__GOAL OF THE EXERCISE__
When you reach the line in the listing below that contains "called on an", begin returning lines exactly as written, and stop after the line that contains "pub(crate) enum BindingShape". Return no other lines.

/---

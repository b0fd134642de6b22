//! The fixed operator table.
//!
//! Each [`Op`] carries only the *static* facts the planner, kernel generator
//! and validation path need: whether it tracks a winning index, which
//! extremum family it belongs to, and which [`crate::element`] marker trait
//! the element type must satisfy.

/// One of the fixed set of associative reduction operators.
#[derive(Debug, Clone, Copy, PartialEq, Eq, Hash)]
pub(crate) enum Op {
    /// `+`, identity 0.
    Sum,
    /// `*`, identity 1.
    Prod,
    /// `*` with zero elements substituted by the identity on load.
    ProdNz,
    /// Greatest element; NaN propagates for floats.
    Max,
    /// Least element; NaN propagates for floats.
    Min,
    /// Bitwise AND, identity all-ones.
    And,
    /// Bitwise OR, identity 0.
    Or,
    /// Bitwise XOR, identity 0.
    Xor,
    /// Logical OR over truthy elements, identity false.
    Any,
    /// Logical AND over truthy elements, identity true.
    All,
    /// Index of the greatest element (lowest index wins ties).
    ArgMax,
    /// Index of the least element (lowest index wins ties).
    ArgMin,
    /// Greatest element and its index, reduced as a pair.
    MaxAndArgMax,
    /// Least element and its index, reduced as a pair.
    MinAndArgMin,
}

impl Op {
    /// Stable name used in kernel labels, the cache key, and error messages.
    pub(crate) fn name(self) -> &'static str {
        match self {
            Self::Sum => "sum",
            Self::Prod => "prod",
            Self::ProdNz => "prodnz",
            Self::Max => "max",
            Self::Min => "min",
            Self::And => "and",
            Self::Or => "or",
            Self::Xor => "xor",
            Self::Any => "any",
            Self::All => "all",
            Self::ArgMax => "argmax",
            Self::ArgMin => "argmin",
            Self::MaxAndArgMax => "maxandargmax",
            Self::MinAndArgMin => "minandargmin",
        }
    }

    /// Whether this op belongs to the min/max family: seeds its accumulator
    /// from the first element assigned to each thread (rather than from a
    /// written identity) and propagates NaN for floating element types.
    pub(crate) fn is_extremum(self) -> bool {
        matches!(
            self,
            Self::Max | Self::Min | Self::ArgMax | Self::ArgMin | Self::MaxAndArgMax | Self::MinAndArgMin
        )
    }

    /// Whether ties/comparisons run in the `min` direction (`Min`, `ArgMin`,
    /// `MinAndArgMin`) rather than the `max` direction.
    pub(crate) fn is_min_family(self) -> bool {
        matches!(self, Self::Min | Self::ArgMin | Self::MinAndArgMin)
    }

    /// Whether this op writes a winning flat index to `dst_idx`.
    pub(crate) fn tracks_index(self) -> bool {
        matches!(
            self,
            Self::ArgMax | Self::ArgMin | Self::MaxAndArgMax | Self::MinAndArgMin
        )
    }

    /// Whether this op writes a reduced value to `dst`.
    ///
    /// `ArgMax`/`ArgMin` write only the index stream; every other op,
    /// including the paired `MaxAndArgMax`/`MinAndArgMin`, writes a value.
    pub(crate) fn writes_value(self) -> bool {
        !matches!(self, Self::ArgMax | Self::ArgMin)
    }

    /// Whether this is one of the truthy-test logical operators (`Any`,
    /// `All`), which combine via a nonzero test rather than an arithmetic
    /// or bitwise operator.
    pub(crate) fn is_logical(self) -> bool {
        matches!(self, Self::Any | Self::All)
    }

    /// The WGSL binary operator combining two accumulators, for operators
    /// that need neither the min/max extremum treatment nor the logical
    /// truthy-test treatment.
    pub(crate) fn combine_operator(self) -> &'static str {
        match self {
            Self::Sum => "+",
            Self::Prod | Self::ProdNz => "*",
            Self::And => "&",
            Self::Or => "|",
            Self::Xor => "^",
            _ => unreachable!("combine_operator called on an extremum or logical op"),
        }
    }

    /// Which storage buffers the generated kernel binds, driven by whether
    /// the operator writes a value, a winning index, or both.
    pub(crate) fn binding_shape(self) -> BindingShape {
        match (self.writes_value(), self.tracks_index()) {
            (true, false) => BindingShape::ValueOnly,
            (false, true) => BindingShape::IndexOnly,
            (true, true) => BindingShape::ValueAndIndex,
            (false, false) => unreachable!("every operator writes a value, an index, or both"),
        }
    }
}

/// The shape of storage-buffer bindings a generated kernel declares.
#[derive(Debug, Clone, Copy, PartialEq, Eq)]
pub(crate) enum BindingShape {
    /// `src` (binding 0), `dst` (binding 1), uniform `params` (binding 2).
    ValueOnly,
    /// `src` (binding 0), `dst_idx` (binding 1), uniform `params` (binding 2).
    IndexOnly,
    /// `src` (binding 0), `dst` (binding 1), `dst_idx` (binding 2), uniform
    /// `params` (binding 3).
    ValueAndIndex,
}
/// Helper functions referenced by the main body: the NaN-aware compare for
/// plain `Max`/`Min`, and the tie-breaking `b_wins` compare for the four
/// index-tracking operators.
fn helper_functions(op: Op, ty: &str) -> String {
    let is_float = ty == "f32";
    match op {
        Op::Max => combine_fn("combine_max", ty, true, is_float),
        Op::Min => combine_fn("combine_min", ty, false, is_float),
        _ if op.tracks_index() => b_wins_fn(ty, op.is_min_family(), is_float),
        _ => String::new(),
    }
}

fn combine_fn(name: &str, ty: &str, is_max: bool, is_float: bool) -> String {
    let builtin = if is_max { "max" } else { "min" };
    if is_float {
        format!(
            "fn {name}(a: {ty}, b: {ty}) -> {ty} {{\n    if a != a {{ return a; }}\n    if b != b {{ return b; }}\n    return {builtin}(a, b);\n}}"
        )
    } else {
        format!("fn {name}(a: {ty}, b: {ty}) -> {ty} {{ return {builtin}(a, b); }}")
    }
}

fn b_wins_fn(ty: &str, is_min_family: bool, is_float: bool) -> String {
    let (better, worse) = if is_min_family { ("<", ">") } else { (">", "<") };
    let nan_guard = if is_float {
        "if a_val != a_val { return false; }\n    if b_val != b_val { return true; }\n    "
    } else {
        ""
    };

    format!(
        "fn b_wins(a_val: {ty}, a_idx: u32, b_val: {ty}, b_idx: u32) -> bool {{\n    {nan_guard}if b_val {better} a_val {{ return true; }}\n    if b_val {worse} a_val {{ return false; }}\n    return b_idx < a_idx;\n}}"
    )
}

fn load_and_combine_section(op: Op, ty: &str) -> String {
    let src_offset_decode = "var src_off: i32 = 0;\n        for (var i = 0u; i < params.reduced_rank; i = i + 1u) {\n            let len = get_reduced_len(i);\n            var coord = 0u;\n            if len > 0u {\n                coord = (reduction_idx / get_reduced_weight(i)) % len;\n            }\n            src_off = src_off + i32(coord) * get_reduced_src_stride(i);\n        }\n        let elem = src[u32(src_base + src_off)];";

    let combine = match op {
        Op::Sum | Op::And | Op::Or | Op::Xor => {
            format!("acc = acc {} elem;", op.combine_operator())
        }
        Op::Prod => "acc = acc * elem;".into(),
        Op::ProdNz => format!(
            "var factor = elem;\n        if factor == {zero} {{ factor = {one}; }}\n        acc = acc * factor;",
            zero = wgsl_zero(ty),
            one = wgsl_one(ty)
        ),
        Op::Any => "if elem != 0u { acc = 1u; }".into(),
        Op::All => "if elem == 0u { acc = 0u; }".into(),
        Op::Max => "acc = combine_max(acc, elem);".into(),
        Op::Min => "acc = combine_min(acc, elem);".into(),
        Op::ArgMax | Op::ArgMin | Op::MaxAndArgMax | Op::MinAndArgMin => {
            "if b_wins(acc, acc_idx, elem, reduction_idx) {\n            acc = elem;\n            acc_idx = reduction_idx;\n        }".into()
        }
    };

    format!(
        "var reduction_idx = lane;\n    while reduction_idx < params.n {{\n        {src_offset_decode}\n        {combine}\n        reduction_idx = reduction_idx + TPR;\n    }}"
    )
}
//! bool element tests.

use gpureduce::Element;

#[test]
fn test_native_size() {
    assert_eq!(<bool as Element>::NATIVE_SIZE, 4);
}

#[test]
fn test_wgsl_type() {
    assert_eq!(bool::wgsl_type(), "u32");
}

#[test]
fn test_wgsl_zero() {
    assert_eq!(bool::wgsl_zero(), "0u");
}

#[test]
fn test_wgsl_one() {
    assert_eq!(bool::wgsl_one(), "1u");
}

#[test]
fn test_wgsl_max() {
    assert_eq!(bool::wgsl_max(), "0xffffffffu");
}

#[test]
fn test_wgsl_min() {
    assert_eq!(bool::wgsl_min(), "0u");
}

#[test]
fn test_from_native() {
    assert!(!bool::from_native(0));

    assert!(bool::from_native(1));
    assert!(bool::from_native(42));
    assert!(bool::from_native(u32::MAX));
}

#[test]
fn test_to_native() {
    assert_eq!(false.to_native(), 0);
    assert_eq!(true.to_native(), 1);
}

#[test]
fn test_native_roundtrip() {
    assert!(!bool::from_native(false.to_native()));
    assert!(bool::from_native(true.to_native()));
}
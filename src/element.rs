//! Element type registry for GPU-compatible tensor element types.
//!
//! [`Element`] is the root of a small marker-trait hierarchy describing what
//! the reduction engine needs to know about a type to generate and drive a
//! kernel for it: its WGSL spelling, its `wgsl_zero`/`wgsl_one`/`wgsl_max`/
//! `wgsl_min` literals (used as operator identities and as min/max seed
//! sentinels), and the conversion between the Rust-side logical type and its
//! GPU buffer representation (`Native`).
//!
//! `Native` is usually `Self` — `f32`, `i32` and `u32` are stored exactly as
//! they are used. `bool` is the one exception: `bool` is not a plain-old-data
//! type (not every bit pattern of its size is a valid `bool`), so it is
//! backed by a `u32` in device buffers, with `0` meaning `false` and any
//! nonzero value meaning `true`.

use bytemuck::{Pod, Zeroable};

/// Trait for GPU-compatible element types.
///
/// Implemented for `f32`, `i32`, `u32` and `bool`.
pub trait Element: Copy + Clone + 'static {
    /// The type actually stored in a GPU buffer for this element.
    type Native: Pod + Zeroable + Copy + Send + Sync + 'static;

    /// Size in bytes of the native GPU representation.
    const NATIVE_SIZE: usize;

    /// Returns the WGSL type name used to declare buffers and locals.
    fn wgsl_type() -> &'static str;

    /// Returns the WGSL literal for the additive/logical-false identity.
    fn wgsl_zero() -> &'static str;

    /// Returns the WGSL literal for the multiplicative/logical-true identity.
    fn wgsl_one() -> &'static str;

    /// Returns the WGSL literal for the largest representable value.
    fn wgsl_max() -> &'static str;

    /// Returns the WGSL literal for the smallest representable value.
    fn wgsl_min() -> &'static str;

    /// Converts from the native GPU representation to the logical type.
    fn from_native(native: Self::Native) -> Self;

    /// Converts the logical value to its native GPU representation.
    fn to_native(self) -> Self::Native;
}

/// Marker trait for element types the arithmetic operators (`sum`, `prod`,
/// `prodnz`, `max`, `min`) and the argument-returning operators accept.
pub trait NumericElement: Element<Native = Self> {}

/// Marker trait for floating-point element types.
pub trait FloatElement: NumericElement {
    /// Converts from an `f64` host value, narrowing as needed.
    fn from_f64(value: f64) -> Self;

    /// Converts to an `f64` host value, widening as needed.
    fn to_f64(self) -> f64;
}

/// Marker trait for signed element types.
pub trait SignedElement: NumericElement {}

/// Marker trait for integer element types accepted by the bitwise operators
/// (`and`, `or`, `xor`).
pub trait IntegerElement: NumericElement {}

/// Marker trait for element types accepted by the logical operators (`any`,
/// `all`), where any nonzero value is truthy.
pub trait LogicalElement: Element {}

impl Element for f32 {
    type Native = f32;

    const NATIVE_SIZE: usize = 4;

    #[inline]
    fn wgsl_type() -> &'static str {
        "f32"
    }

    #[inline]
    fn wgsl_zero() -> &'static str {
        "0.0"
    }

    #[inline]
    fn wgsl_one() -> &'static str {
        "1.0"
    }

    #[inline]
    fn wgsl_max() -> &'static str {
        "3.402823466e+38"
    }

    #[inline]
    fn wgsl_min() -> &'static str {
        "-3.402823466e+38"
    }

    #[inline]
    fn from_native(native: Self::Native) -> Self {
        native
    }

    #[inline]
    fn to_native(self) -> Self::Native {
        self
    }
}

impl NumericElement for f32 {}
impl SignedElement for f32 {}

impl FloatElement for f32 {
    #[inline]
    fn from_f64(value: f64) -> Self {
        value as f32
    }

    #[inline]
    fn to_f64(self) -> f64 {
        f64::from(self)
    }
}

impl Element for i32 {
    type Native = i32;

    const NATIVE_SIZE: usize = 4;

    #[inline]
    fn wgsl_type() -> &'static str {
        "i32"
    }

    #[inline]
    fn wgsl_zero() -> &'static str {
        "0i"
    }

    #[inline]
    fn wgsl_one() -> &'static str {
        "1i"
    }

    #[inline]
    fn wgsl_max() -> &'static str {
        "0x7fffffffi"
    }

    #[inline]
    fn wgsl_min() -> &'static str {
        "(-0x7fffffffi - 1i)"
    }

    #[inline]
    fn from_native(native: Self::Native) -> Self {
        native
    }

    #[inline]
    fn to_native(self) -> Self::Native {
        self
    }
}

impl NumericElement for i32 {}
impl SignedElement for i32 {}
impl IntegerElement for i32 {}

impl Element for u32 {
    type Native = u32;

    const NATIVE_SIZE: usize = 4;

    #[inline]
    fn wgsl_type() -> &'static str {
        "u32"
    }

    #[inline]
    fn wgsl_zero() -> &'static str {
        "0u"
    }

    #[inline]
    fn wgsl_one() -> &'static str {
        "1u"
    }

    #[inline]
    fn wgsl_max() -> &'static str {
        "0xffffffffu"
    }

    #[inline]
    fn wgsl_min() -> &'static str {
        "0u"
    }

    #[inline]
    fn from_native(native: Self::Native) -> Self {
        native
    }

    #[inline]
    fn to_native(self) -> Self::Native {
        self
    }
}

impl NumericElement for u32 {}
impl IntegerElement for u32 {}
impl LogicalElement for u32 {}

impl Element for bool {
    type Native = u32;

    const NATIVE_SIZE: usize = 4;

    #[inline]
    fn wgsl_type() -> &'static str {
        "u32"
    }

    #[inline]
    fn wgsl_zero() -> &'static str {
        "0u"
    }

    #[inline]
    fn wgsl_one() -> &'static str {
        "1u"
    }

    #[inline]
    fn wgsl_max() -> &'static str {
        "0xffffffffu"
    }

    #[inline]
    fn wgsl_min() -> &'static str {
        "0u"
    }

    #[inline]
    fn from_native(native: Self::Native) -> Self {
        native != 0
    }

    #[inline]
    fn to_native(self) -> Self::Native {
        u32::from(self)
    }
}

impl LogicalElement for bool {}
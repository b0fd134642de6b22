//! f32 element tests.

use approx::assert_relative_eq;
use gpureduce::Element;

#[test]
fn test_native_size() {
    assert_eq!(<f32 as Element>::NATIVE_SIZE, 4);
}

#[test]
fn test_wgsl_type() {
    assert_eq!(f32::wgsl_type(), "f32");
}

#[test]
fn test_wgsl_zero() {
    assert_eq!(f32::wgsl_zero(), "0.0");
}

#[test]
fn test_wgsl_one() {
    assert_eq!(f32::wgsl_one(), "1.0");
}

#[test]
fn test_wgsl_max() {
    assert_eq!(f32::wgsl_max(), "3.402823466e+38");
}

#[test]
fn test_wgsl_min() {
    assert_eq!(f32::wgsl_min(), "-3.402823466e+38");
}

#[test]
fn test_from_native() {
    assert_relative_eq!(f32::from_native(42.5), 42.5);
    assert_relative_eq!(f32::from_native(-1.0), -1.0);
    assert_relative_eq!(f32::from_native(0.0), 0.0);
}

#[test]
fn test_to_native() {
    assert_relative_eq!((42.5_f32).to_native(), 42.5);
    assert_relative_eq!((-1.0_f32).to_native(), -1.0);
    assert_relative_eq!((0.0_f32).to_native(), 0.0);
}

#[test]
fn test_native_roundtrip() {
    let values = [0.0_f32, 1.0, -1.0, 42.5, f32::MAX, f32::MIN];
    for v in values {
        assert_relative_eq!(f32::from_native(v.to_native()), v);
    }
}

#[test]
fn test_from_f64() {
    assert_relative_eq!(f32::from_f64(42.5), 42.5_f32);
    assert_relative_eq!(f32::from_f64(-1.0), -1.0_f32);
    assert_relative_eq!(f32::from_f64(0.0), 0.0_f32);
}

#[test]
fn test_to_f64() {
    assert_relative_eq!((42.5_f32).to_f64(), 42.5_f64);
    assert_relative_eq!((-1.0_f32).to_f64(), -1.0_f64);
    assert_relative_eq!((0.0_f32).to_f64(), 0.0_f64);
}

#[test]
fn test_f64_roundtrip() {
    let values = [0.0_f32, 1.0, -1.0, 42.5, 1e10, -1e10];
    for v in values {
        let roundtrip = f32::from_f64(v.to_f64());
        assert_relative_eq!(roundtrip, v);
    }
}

\---

__OUTPUT__
            _ => unreachable!("combine_operator called on an extremum or logical op"),
        }
    }

    /// Which storage buffers the generated kernel binds, driven by whether
    /// the operator writes a value, a winning index, or both.
    pub(crate) fn binding_shape(self) -> BindingShape {
        match (self.writes_value(), self.tracks_index()) {
            (true, false) => BindingShape::ValueOnly,
            (false, true) => BindingShape::IndexOnly,
            (true, true) => BindingShape::ValueAndIndex,
            (false, false) => unreachable!("every operator writes a value, an index, or both"),
        }
    }
}

/// The shape of storage-buffer bindings a generated kernel declares.
#[derive(Debug, Clone, Copy, PartialEq, Eq)]
pub(crate) enum BindingShape {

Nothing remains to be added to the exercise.